__Material for this exercise__:
######

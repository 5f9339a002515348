use camino::{Utf8Path, Utf8PathBuf};
use std::collections::HashSet;

use phaseguard_utils::atomic_write::{append_line, read_optional};

use crate::error::EvidenceError;
use crate::record::Evidence;

/// Append-only evidence log, one JSON record per line.
///
/// Records are never rewritten. Re-recording an id is refused rather than
/// replacing the earlier observation.
#[derive(Debug, Default)]
pub struct EvidenceStore {
    path: Option<Utf8PathBuf>,
    records: Vec<Evidence>,
    ids: HashSet<String>,
}

impl EvidenceStore {
    /// Store with no backing file.
    #[must_use]
    pub fn in_memory() -> Self {
        Self::default()
    }

    /// Load `path`. A missing file is an empty store; a corrupt line is an error.
    pub fn open(path: &Utf8Path) -> Result<Self, EvidenceError> {
        let mut store = Self {
            path: Some(path.to_owned()),
            ..Self::default()
        };
        let Some(content) = read_optional(path)? else {
            return Ok(store);
        };
        for (idx, line) in content.lines().enumerate() {
            if line.trim().is_empty() {
                continue;
            }
            let record: Evidence =
                serde_json::from_str(line).map_err(|e| EvidenceError::CorruptLog {
                    path: path.to_string(),
                    line: idx + 1,
                    reason: e.to_string(),
                })?;
            if !store.ids.insert(record.evidence_id.clone()) {
                return Err(EvidenceError::CorruptLog {
                    path: path.to_string(),
                    line: idx + 1,
                    reason: format!("duplicate evidence_id '{}'", record.evidence_id),
                });
            }
            store.records.push(record);
        }
        tracing::debug!(path = %path, records = store.records.len(), "loaded evidence log");
        Ok(store)
    }

    /// Refusals [`append`](Self::append) would give for `record`, without
    /// touching the log.
    pub fn check_appendable(&self, record: &Evidence) -> Result<(), EvidenceError> {
        if self.ids.contains(&record.evidence_id) {
            return Err(EvidenceError::Duplicate {
                evidence_id: record.evidence_id.clone(),
            });
        }
        if !record.verify_integrity() {
            return Err(EvidenceError::Integrity {
                evidence_id: record.evidence_id.clone(),
            });
        }
        Ok(())
    }

    /// Append a sealed record.
    pub fn append(&mut self, record: Evidence) -> Result<(), EvidenceError> {
        self.check_appendable(&record)?;
        if let Some(path) = &self.path {
            let line = serde_json::to_string(&record)
                .map_err(|e| EvidenceError::Invalid(e.to_string()))?;
            append_line(path, &line)?;
        }
        tracing::info!(
            evidence_id = %record.evidence_id,
            class = %record.evidence_class,
            "evidence recorded"
        );
        self.ids.insert(record.evidence_id.clone());
        self.records.push(record);
        Ok(())
    }

    #[must_use]
    pub fn get(&self, evidence_id: &str) -> Option<&Evidence> {
        self.records.iter().find(|r| r.evidence_id == evidence_id)
    }

    #[must_use]
    pub fn records(&self) -> &[Evidence] {
        &self.records
    }

    #[must_use]
    pub fn len(&self) -> usize {
        self.records.len()
    }

    #[must_use]
    pub fn is_empty(&self) -> bool {
        self.records.is_empty()
    }
}
#[cfg(test)]
mod tests {
    use super::*;
    use crate::envelope::{EnvelopeStatus, NextActionKind};
    use chrono::Duration;
    use phaseguard_evidence::ClaimKind;
    use phaseguard_policy::CONFIRMATION_PHRASE;
    use phaseguard_state::{ArchitectureDecision, DecisionStatus, Presence};
    use phaseguard_utils::exit_codes::ExitCode;
    use phaseguard_utils::paths::with_isolated_home;
    use phaseguard_utils::test_support::{fixed_now, test_key};

    fn config(home: &camino::Utf8Path, mode: ExecutionMode) -> Config {
        Config::builder()
            .home(home.to_path_buf())
            .execution_mode(mode)
            .engine_version("1.0.0")
            .build()
            .unwrap()
    }

    fn identity(id: &str) -> Evidence {
        Evidence::seal(
            id,
            EvidenceClass::IdentitySignal,
            fixed_now(),
            json!({"repo_fingerprint": test_key().repo_fingerprint, "repo_root": "${REPO_ROOT}"}),
        )
        .unwrap()
    }

    fn observed(id: &str, payload: Value) -> Evidence {
        Evidence::seal(id, EvidenceClass::PreflightProbe, fixed_now(), payload).unwrap()
    }

    fn started(home: &camino::Utf8Path, mode: ExecutionMode) -> EngineHandle {
        let mut handle = EngineHandle::open_at(config(home, mode), test_key(), fixed_now()).unwrap();
        handle.record_evidence(identity("id-1"), fixed_now()).unwrap();
        handle
    }

    /// Walk a fresh run up to the architecture review.
    fn to_review(handle: &mut EngineHandle) -> OperationReport {
        let mut last = None;
        for (i, payload) in [
            json!({"artifact": "repo_signals"}),
            json!({"artifact": "repo_map"}),
            json!({"signal": "api-artifacts-detected", "present": false}),
            json!({"signal": "business-rules-present", "present": false}),
            json!({"artifact": "decision_pack"}),
            json!({"artifact": "plan"}),
        ]
        .into_iter()
        .enumerate()
        {
            last = Some(handle.record_evidence(observed(&format!("ev-{i}"), payload), fixed_now()).unwrap());
        }
        last.unwrap()
    }

    fn adr(status: DecisionStatus) -> ArchitectureDecision {
        ArchitectureDecision {
            id: "ADR-1".to_string(),
            title: "Single writer per run".to_string(),
            status,
        }
    }

    #[test]
    fn test_first_record_must_be_identity() {
        let home = with_isolated_home();
        let mut handle =
            EngineHandle::open_at(config(&home.home(), ExecutionMode::Interactive), test_key(), fixed_now()).unwrap();
        let err = handle
            .record_evidence(observed("probe-1", json!({"artifact": "repo_signals"})), fixed_now())
            .unwrap_err();
        assert!(matches!(err, EngineError::NoSession { .. }));

        let report = handle.record_evidence(identity("id-1"), fixed_now()).unwrap();
        assert_eq!(report.state.current_phase(), PhaseId::Discovery);
        assert_eq!(report.envelope.next_action.kind, NextActionKind::ManualStep);
        assert!(report.state.integrity_hashes.is_some());
    }

    #[test]
    fn test_artifacts_and_signals_route_to_review() {
        let home = with_isolated_home();
        let mut handle = started(&home.home(), ExecutionMode::Interactive);
        let report = to_review(&mut handle);
        assert_eq!(report.state.current_phase(), PhaseId::ArchitectureReview);
        assert_eq!(report.envelope.status, EnvelopeStatus::Ok);
        assert!(report.envelope.next_action.value.contains("phaseguard review"));
        assert_eq!(
            report.state.gate_status(GateName::BusinessRules),
            GateStatus::Pending,
            "business rules is decided when reached, not before"
        );
    }

    #[test]
    fn test_unknown_signal_is_refused_without_writing() {
        let home = with_isolated_home();
        let mut handle = started(&home.home(), ExecutionMode::Interactive);
        let before = handle.status().unwrap().state;
        let err = handle
            .record_evidence(observed("ev-x", json!({"signal": "weather", "present": true})), fixed_now())
            .unwrap_err();
        assert_eq!(err.to_exit_code(), ExitCode::CLI_ARGS);
        assert_eq!(handle.status().unwrap().state, before);
    }

    #[test]
    fn test_review_loop_escalates_on_third_rejection() {
        let home = with_isolated_home();
        let mut handle = started(&home.home(), ExecutionMode::Interactive);
        to_review(&mut handle);

        let rejected = ReviewInput {
            issues: vec!["no rollback story".to_string()],
            decisions: vec![adr(DecisionStatus::Approved)],
            artifacts: [("architecture_doc".to_string(), Presence::Present)].into(),
            ..ReviewInput::default()
        };
        for _ in 0..2 {
            let report = handle.submit_review(GateName::Architecture, &rejected, fixed_now()).unwrap();
            assert_eq!(report.state.gate_status(GateName::Architecture), GateStatus::Rejected);
        }
        let report = handle.submit_review(GateName::Architecture, &rejected, fixed_now()).unwrap();
        assert_eq!(report.envelope.status, EnvelopeStatus::NeedsHuman);
        assert_eq!(report.envelope.exit_code(), ExitCode::NEEDS_HUMAN);

        let err = handle
            .submit_review(GateName::Architecture, &ReviewInput::default(), fixed_now())
            .unwrap_err();
        assert_eq!(err.to_exit_code(), ExitCode::NEEDS_HUMAN);
    }

    #[test]
    fn test_evidence_gate_needs_fresh_passing_run() {
        let home = with_isolated_home();
        let mut handle = started(&home.home(), ExecutionMode::Interactive);
        to_review(&mut handle);
        let approve = ReviewInput {
            decisions: vec![adr(DecisionStatus::Approved)],
            artifacts: [("architecture_doc".to_string(), Presence::Present)].into(),
            ..ReviewInput::default()
        };
        let report = handle.submit_review(GateName::Architecture, &approve, fixed_now()).unwrap();
        assert_eq!(report.state.current_phase(), PhaseId::TestQuality);

        handle
            .assert_claim(
                "tests-green",
                ClaimEntry {
                    label: "tests green".to_string(),
                    kind: ClaimKind::TestsPass,
                    required_class: EvidenceClass::GateEvidence,
                    gate: GateName::TestQuality,
                    evidence_ids: Vec::new(),
                    resolution: None,
                },
                fixed_now(),
            )
            .unwrap();

        let stale = Evidence::seal(
            "run-old",
            EvidenceClass::GateEvidence,
            fixed_now() - Duration::hours(30),
            json!({"claim_id": "tests-green", "kind": "test_run", "passed": 10, "failed": 0, "exit_code": 0}),
        )
        .unwrap();
        handle.record_evidence(stale, fixed_now()).unwrap();
        let report = handle.advance(fixed_now()).unwrap();
        assert_eq!(report.envelope.status, EnvelopeStatus::NotVerified);
        assert_ne!(report.state.gate_status(GateName::TestQuality), GateStatus::Approved);

        let fresh = Evidence::seal(
            "run-new",
            EvidenceClass::GateEvidence,
            fixed_now(),
            json!({"claim_id": "tests-green", "kind": "test_run", "passed": 10, "failed": 0, "exit_code": 0}),
        )
        .unwrap();
        handle.record_evidence(fresh, fixed_now()).unwrap();
        let report = handle.advance(fixed_now()).unwrap();
        assert_eq!(report.state.gate_status(GateName::TestQuality), GateStatus::Approved);
        assert!(report.state.current_phase() > PhaseId::TestQuality);
    }

    #[test]
    fn test_pipeline_persist_is_refused_before_anything_else() {
        let home = with_isolated_home();
        let mut handle = started(&home.home(), ExecutionMode::Pipeline);
        let err = handle
            .persist(ArtifactKind::WorkspaceMemory, b"defaults", Some(CONFIRMATION_PHRASE), fixed_now())
            .unwrap_err();
        assert_eq!(err.reason().unwrap().0, ReasonCode::PersistencePipelineMode);
        assert_eq!(err.to_exit_code(), ExitCode::BLOCKED);
        assert!(!artifact_path(&handle.layout, &test_key(), ArtifactKind::WorkspaceMemory).exists());
    }

    #[test]
    fn test_refused_persist_logs_no_confirmation() {
        let home = with_isolated_home();
        let mut handle = started(&home.home(), ExecutionMode::Interactive);
        let logged = handle.evidence.len();

        let err = handle
            .persist(ArtifactKind::WorkspaceMemory, b"defaults", Some(CONFIRMATION_PHRASE), fixed_now())
            .unwrap_err();
        assert_eq!(err.reason().unwrap().0, ReasonCode::PersistenceThresholdNotMet);
        assert_eq!(handle.evidence.len(), logged);
        assert_eq!(
            EvidenceStore::open(&handle.layout.evidence_file(&test_key())).unwrap().len(),
            logged
        );
    }

    #[test]
    fn test_evidence_is_logged_only_after_the_run_saves() {
        let home = with_isolated_home();
        let mut handle = started(&home.home(), ExecutionMode::Interactive);
        let logged = handle.evidence.len();
        let pointer = handle.layout.activation_file();
        std::fs::create_dir_all(pointer.parent().unwrap()).unwrap();
        std::fs::write(&pointer, "{not json").unwrap();

        let record = observed("ev-signals", json!({"artifact": "repo_signals"}));
        assert!(handle.record_evidence(record.clone(), fixed_now()).is_err());
        assert_eq!(handle.evidence.len(), logged);
        assert!(handle.evidence.get("ev-signals").is_none());

        std::fs::remove_file(&pointer).unwrap();
        let report = handle.record_evidence(record, fixed_now()).unwrap();
        assert!(report.state.has_artifact("repo_signals"));
        assert_eq!(handle.evidence.len(), logged + 1);
    }

    #[test]
    fn test_observational_artifact_is_written_once_phase_allows() {
        let home = with_isolated_home();
        let mut handle = started(&home.home(), ExecutionMode::Interactive);
        let report = handle
            .persist(ArtifactKind::RepoCache, b"{\"files\": 12}", None, fixed_now())
            .unwrap();
        let written = report.written.unwrap();
        assert_eq!(std::fs::read(&written).unwrap(), b"{\"files\": 12}");

        let err = handle
            .persist(ArtifactKind::DecisionPack, b"{}", None, fixed_now())
            .unwrap_err();
        assert_eq!(err.reason().unwrap().0, ReasonCode::PersistencePhaseNotAllowed);
    }

    #[test]
    fn test_assess_derives_mode() {
        let home = with_isolated_home();
        let mut handle = started(&home.home(), ExecutionMode::Interactive);
        let report = handle.assess(40, None, fixed_now()).unwrap();
        assert_eq!(report.state.mode, Mode::Draft);

        let surface = DecisionSurface {
            question: "Which store?".to_string(),
            options: vec!["sqlite".to_string(), "files".to_string()],
        };
        let report = handle.assess(85, Some(surface), fixed_now()).unwrap();
        assert_eq!(report.state.mode, Mode::Architect);
        assert_eq!(report.envelope.status, EnvelopeStatus::AwaitingDecision);
        assert!(handle.assess(101, None, fixed_now()).is_err());
    }

    #[test]
    fn test_backward_request_needs_authorization() {
        let home = with_isolated_home();
        let mut handle = started(&home.home(), ExecutionMode::Interactive);
        to_review(&mut handle);

        let err = handle.request_phase(PhaseId::Discovery, None, fixed_now()).unwrap_err();
        assert_eq!(err.reason().unwrap().0, ReasonCode::MonotonicityViolation);

        let auth = RollbackAuthorization {
            target: PhaseId::Discovery,
            authorized_by: "lead".to_string(),
            reason: "repo was re-split".to_string(),
        };
        let report = handle.request_phase(PhaseId::Discovery, Some(&auth), fixed_now()).unwrap();
        assert_eq!(report.state.current_phase(), PhaseId::Discovery);
        assert!(!report.state.has_artifact("repo_signals"));
    }

    #[test]
    fn test_pinned_hash_drift_blocks_until_explained() {
        let home = with_isolated_home();
        let mut handle = started(&home.home(), ExecutionMode::Interactive);

        let (mut state, _) = handle.load().unwrap();
        let mut tampered = state.integrity_hashes.clone().unwrap();
        tampered.categories.insert("pack_hash".to_string(), "0".repeat(64));
        tampered.activation_hash = "0".repeat(64);
        state.integrity_hashes = Some(tampered);
        handle.repository.save(&state, &handle.registry, fixed_now()).unwrap();

        let report = handle.status().unwrap();
        assert_eq!(report.envelope.reason_code.as_deref(), Some("BLOCKED-HASH-MISMATCH"));
        assert_eq!(report.envelope.exit_code(), ExitCode::INTEGRITY);
        let emission = report.emission.unwrap();
        assert_eq!(emission.payload["changed_categories"], "pack_hash");

        let cause = ChangeCause::BundleVersionBump {
            bundle: "core".to_string(),
            from: "1.0.0".to_string(),
            to: "1.0.1".to_string(),
        };
        let report = handle.explain_change(&[cause], fixed_now()).unwrap();
        assert!(!report.state.is_blocked());
        assert_eq!(report.envelope.status, EnvelopeStatus::Warn);
        assert!(handle.status().unwrap().warnings.is_empty());
    }

    #[test]
    fn test_second_handle_sees_lock_contention() {
        let home = with_isolated_home();
        let cfg = Config::builder()
            .home(home.home())
            .lock_wait_ms(50)
            .lock_poll_ms(10)
            .build()
            .unwrap();
        let _first = EngineHandle::open_at(cfg.clone(), test_key(), fixed_now()).unwrap();
        let err = match EngineHandle::open_at(cfg, test_key(), fixed_now()) {
            Err(e) => e,
            Ok(_) => panic!("second handle acquired a held lock"),
        };
        assert_eq!(err.to_exit_code(), ExitCode::LOCK_HELD);
        assert_eq!(err.reason().unwrap().0, ReasonCode::LockContention);
    }
}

######

__Exercise objective__:
Select and copy each line from the data that includes the word "ArtifactKind".

__Task solution__:
            .persist(ArtifactKind::WorkspaceMemory, b"defaults", Some(CONFIRMATION_PHRASE), fixed_now())
        assert!(!artifact_path(&handle.layout, &test_key(), ArtifactKind::WorkspaceMemory).exists());
            .persist(ArtifactKind::WorkspaceMemory, b"defaults", Some(CONFIRMATION_PHRASE), fixed_now())
            .persist(ArtifactKind::RepoCache, b"{\"files\": 12}", None, fixed_now())
            .persist(ArtifactKind::DecisionPack, b"{}", None, fixed_now())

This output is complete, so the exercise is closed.